▶ **What this task involves**
Determine how many lines of the entries that follow contain "text", and respond with that number alone.

Dataset excerpts:
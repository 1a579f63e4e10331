use super::traits::EventHandler;
use crate::client::Client;
use crate::types::presence::PresenceUpdate;
use crate::types::wire::{
    EVT_ONLINE_USERS, EVT_USER_CONNECTED, EVT_USER_DISCONNECTED, UserConnectedPayload,
    UserDisconnectedPayload,
};
use async_trait::async_trait;
use log::{debug, warn};
use std::sync::Arc;

/// Handler for `onlineUsers` snapshots: replaces the whole online set.
pub struct OnlineUsersHandler;

#[async_trait]
impl EventHandler for OnlineUsersHandler {
    fn event(&self) -> &'static str {
        EVT_ONLINE_USERS
    }

    async fn handle(&self, client: Arc<Client>, data: serde_json::Value) {
        let ids: Vec<String> = match serde_json::from_value(data) {
            Ok(ids) => ids,
            Err(e) => {
                warn!(target: "Client", "Malformed onlineUsers payload: {e}");
                return;
            }
        };
        debug!(target: "Client", "Presence snapshot: {} peers online", ids.len());

        let mut presence = client.presence.write().await;
        presence.set_online(ids.clone());
        drop(presence);

        for user_id in ids {
            let _ = client.event_bus.presence.send(Arc::new(PresenceUpdate {
                user_id,
                online: true,
                last_seen: None,
            }));
        }
    }
}

/// Handler for incremental `userConnected` events.
pub struct UserConnectedHandler;

#[async_trait]
impl EventHandler for UserConnectedHandler {
    fn event(&self) -> &'static str {
        EVT_USER_CONNECTED
    }

    async fn handle(&self, client: Arc<Client>, data: serde_json::Value) {
        let payload: UserConnectedPayload = match serde_json::from_value(data) {
            Ok(payload) => payload,
            Err(e) => {
                warn!(target: "Client", "Malformed userConnected payload: {e}");
                return;
            }
        };

        client
            .presence
            .write()
            .await
            .mark_connected(payload.user_id.clone());

        let _ = client.event_bus.presence.send(Arc::new(PresenceUpdate {
            user_id: payload.user_id,
            online: true,
            last_seen: None,
        }));
    }
}

/// Handler for incremental `userDisconnected` events.
pub struct UserDisconnectedHandler;

#[async_trait]
impl EventHandler for UserDisconnectedHandler {
    fn event(&self) -> &'static str {
        EVT_USER_DISCONNECTED
    }

    async fn handle(&self, client: Arc<Client>, data: serde_json::Value) {
        let payload: UserDisconnectedPayload = match serde_json::from_value(data) {
            Ok(payload) => payload,
            Err(e) => {
                warn!(target: "Client", "Malformed userDisconnected payload: {e}");
                return;
            }
        };

        client
            .presence
            .write()
            .await
            .mark_disconnected(payload.user_id.clone(), payload.last_active);

        let _ = client.event_bus.presence.send(Arc::new(PresenceUpdate {
            user_id: payload.user_id,
            online: false,
            last_seen: payload.last_active,
        }));
    }
}
use chrono::{DateTime, Utc};
use serde::{Deserialize, Serialize};

/// Prefix marking a client-issued provisional message id. A message keeps a
/// provisional id only while its durable write is in flight.
pub const TEMP_ID_PREFIX: &str = "temp-";

/// Reference to a post shared into a conversation.
#[derive(Debug, Clone, PartialEq, Serialize, Deserialize)]
#[serde(rename_all = "camelCase")]
pub struct SharedPost {
    pub post_id: String,
    #[serde(default, skip_serializing_if = "Option::is_none")]
    pub image: Option<String>,
    #[serde(default, skip_serializing_if = "Option::is_none")]
    pub text: Option<String>,
}

/// A single message within a conversation. All optional fields are declared
/// upfront and default to absent.
#[derive(Debug, Clone, PartialEq, Serialize, Deserialize)]
#[serde(rename_all = "camelCase")]
pub struct Message {
    pub id: String,
    pub sender_id: String,
    pub text: String,
    pub timestamp: DateTime<Utc>,
    #[serde(default, skip_serializing_if = "Option::is_none")]
    pub image: Option<String>,
    /// Id of the message this one replies to, within the same conversation.
    #[serde(default, skip_serializing_if = "Option::is_none")]
    pub reply_to: Option<String>,
    #[serde(default, skip_serializing_if = "Option::is_none")]
    pub shared_post: Option<SharedPost>,
    #[serde(default)]
    pub read: bool,
}

impl Message {
    /// Whether this message still carries a client-issued provisional id.
    pub fn is_provisional(&self) -> bool {
        self.id.starts_with(TEMP_ID_PREFIX)
    }
}

/// Generates a fresh provisional message id, unique per pending send.
pub fn new_temp_id() -> String {
    format!("{TEMP_ID_PREFIX}{:016x}", rand::random::<u64>())
}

▶ **Solution for this task**
2